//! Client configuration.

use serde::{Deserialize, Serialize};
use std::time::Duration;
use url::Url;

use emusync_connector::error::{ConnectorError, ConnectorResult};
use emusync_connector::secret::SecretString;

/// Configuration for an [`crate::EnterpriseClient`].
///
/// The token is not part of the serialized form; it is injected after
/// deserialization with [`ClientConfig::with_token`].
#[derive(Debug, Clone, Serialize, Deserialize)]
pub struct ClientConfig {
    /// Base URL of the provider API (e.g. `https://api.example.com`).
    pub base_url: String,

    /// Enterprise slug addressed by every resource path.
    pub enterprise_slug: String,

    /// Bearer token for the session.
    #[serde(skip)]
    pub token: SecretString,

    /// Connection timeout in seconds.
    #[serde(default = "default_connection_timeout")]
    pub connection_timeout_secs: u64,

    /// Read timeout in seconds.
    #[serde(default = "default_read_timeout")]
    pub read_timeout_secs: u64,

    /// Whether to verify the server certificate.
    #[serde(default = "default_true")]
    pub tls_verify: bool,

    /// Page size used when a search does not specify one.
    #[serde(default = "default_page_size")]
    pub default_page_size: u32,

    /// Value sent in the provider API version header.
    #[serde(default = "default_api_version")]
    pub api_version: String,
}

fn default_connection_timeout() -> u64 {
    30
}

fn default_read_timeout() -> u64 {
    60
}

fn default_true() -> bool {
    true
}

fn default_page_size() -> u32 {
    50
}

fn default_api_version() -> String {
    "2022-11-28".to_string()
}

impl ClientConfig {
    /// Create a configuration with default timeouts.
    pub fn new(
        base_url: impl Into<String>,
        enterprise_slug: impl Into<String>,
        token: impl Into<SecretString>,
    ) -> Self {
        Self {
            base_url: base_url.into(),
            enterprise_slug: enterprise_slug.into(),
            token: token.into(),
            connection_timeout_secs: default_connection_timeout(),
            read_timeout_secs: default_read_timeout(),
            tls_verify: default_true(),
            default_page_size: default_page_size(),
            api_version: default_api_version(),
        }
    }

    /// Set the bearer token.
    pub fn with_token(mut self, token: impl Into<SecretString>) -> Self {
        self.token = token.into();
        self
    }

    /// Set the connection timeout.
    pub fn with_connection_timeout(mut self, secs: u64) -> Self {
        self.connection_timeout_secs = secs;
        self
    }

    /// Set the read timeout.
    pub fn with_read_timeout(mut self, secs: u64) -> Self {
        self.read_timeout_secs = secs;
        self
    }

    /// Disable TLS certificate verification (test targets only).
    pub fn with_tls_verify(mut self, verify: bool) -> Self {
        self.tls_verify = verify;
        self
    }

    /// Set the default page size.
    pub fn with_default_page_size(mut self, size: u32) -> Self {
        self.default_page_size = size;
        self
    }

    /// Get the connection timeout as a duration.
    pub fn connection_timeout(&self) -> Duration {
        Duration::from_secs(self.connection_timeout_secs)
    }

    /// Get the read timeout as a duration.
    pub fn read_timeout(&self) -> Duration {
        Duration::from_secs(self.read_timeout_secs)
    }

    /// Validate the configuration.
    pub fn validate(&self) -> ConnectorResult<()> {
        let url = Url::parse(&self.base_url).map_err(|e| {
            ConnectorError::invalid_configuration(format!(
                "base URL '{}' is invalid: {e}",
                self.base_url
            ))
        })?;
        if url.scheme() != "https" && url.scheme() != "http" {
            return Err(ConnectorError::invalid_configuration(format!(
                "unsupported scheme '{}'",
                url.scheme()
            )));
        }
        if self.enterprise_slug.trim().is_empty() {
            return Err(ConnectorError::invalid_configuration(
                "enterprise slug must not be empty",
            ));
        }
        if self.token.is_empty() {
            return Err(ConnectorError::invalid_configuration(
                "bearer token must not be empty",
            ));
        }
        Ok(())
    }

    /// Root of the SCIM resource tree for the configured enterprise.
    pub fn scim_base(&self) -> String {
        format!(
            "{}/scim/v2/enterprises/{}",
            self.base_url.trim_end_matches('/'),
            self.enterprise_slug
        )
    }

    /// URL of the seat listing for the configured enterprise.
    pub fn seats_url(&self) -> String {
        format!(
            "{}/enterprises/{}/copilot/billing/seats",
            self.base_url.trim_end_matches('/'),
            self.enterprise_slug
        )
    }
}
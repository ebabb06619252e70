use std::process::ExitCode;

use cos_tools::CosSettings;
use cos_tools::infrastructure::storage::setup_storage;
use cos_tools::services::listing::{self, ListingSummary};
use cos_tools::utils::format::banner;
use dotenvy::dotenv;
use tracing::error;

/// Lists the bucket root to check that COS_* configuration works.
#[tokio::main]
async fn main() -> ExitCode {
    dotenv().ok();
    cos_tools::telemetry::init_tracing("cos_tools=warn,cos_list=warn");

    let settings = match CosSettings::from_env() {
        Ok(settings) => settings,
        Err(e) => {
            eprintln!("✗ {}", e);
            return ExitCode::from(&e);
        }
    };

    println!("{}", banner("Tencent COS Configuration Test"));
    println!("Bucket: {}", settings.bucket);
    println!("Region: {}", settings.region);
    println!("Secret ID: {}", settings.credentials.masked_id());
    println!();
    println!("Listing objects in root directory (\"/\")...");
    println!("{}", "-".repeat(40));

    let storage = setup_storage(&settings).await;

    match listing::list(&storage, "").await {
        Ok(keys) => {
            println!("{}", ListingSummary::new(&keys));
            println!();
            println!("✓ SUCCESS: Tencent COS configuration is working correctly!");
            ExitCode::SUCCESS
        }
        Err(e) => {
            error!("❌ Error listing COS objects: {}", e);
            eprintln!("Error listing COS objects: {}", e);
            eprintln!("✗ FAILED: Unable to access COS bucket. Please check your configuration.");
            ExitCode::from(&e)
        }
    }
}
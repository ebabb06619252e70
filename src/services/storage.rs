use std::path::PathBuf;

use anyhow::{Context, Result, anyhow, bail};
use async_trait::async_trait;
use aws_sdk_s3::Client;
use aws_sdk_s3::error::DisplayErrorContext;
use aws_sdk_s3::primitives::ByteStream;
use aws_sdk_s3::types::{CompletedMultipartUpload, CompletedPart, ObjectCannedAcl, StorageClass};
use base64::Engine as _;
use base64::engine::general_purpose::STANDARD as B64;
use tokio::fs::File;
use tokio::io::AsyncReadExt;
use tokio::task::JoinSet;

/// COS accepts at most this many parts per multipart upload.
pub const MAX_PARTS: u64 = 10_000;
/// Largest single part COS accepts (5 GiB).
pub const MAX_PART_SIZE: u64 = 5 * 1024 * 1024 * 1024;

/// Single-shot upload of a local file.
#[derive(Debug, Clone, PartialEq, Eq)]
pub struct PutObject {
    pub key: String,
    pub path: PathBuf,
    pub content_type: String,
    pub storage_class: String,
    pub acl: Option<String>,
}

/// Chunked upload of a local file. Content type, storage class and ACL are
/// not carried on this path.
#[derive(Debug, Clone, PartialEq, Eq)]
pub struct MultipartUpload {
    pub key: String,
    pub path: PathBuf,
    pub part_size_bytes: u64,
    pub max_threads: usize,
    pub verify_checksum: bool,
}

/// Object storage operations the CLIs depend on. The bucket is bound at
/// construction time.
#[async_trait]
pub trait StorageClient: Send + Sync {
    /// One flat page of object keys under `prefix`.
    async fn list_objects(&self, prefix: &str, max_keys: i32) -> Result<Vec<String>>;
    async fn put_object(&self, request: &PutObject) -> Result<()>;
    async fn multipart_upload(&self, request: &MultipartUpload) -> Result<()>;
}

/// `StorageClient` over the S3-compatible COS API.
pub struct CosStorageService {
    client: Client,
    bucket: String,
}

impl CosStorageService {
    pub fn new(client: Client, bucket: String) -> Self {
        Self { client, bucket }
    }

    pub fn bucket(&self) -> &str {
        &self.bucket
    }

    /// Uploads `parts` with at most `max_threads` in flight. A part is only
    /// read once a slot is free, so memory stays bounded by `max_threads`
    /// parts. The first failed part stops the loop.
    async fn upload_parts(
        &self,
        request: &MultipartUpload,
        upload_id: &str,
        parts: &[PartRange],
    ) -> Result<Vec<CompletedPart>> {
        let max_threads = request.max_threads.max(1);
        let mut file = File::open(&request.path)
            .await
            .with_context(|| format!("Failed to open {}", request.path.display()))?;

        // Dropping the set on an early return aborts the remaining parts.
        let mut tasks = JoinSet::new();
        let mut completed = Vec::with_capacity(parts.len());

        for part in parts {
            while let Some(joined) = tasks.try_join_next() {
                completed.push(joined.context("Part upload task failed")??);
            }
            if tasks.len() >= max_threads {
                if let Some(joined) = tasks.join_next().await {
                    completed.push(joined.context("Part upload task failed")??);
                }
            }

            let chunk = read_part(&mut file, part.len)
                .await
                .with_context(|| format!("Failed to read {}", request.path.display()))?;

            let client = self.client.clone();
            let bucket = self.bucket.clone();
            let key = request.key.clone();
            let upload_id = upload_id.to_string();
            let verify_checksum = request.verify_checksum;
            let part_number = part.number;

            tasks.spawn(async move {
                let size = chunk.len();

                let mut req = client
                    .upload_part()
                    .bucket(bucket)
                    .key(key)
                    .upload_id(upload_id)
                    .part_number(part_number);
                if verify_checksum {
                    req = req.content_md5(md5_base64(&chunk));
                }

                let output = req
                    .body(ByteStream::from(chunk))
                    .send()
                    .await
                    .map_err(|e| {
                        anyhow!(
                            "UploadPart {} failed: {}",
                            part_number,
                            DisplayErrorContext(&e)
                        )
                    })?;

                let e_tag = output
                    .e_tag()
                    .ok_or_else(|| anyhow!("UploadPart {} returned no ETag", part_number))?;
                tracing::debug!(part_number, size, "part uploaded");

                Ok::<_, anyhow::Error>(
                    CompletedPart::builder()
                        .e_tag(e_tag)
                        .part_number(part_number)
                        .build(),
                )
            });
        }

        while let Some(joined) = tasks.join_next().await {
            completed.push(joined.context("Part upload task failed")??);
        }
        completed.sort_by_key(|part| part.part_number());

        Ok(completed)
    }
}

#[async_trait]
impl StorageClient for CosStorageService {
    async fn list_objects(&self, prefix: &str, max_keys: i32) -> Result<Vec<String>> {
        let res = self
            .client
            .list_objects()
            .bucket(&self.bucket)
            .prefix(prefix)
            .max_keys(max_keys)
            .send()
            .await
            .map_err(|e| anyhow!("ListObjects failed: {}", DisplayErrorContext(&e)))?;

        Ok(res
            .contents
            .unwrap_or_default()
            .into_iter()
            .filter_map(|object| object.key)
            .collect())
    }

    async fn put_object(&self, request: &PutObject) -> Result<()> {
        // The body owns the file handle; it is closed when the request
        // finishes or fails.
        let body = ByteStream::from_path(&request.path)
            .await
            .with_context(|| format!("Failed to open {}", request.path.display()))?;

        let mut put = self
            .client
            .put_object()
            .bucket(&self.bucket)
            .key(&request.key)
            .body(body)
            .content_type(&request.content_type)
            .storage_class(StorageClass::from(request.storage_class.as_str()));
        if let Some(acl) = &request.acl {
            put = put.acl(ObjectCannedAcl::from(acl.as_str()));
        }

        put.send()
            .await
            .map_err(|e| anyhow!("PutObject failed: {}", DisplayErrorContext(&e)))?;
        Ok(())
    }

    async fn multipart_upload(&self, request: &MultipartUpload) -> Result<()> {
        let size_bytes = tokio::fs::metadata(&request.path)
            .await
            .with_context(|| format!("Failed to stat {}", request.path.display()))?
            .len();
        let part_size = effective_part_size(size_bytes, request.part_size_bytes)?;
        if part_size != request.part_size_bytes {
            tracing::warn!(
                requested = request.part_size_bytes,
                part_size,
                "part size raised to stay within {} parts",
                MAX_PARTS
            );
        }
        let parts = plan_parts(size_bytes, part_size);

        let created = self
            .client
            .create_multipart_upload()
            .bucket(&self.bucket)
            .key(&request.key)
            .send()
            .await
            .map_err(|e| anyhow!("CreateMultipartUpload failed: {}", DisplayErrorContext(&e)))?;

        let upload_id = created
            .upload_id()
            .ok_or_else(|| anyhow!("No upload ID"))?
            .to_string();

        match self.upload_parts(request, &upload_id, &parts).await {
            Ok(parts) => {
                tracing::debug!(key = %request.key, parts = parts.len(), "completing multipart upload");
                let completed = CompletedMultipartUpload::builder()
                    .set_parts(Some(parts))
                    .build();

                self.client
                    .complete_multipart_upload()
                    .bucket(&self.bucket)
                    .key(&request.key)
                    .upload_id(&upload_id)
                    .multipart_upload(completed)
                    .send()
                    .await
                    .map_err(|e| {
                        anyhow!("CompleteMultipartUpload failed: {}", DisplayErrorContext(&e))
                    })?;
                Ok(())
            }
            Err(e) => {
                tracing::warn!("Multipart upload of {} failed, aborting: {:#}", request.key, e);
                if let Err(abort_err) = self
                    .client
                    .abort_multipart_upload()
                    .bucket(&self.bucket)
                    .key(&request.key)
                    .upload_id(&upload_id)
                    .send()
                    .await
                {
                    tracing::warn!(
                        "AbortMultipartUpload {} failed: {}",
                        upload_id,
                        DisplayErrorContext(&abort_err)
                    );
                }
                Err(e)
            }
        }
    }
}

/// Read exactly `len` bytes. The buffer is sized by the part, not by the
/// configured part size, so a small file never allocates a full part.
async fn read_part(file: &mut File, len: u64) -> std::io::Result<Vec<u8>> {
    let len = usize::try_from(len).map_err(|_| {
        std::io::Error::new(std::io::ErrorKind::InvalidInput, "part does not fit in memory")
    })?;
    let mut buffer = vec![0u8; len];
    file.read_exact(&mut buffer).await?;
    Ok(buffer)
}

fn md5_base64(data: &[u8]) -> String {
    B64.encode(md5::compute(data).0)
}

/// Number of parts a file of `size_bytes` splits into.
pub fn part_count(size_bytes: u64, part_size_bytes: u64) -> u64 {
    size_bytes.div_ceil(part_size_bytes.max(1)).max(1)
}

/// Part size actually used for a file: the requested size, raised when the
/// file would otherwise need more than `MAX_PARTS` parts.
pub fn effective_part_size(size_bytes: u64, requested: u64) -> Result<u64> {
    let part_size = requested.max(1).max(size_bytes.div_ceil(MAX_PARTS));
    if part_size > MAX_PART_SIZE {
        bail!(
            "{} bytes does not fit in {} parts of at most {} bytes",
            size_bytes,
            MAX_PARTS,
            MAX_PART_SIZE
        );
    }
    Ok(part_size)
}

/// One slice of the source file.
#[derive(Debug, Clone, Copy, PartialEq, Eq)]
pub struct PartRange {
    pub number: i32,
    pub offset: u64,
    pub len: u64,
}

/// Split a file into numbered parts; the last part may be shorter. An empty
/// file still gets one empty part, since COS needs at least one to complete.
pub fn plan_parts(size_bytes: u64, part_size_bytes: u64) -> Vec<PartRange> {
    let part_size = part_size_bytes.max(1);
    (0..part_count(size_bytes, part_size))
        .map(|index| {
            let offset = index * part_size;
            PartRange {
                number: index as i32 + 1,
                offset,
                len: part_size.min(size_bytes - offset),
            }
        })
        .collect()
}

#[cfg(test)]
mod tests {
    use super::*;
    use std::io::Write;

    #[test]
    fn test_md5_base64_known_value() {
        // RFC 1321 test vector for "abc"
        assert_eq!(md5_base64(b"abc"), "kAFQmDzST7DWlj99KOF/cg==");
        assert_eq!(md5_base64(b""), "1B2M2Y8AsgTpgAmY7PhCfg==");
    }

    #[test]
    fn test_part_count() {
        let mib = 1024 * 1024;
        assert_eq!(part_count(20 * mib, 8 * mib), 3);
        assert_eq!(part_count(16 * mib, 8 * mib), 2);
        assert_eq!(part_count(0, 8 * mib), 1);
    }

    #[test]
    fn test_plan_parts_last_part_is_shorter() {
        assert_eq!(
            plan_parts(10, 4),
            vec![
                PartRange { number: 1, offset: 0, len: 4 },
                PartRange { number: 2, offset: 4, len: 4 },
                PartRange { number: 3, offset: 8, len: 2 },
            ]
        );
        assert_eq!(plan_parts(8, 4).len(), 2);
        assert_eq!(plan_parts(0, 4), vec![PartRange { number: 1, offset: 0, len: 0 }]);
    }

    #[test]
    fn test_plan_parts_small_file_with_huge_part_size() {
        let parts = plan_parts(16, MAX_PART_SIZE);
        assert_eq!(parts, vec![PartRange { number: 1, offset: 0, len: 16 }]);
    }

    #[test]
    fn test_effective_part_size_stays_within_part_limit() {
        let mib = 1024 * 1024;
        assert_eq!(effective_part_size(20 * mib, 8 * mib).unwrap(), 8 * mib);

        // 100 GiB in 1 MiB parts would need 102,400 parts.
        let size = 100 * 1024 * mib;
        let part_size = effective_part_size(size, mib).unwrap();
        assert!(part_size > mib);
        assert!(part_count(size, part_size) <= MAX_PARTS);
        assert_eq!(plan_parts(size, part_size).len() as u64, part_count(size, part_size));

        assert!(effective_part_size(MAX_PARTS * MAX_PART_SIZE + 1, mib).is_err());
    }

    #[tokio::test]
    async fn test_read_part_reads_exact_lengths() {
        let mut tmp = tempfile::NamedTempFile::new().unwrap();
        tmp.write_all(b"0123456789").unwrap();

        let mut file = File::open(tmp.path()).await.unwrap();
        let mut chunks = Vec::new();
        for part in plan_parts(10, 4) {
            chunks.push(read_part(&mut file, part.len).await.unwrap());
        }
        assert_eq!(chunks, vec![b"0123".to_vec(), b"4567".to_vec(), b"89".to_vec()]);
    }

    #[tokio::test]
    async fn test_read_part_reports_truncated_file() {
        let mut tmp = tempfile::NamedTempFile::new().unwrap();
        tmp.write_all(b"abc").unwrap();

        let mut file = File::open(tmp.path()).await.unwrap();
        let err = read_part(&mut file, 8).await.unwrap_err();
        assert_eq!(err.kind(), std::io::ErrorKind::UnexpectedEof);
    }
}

------------------------------------------------------------------------

▸ Exercise directions: Repeat the entries above exactly, beginning at their first line and ending with the line that contains "#[serde(skip)]", with nothing added.

▸ Result of the exercise:
//! Client configuration.

use serde::{Deserialize, Serialize};
use std::time::Duration;
use url::Url;

use emusync_connector::error::{ConnectorError, ConnectorResult};
use emusync_connector::secret::SecretString;

/// Configuration for an [`crate::EnterpriseClient`].
///
/// The token is not part of the serialized form; it is injected after
/// deserialization with [`ClientConfig::with_token`].
#[derive(Debug, Clone, Serialize, Deserialize)]
pub struct ClientConfig {
    /// Base URL of the provider API (e.g. `https://api.example.com`).
    pub base_url: String,

    /// Enterprise slug addressed by every resource path.
    pub enterprise_slug: String,

    /// Bearer token for the session.
    #[serde(skip)]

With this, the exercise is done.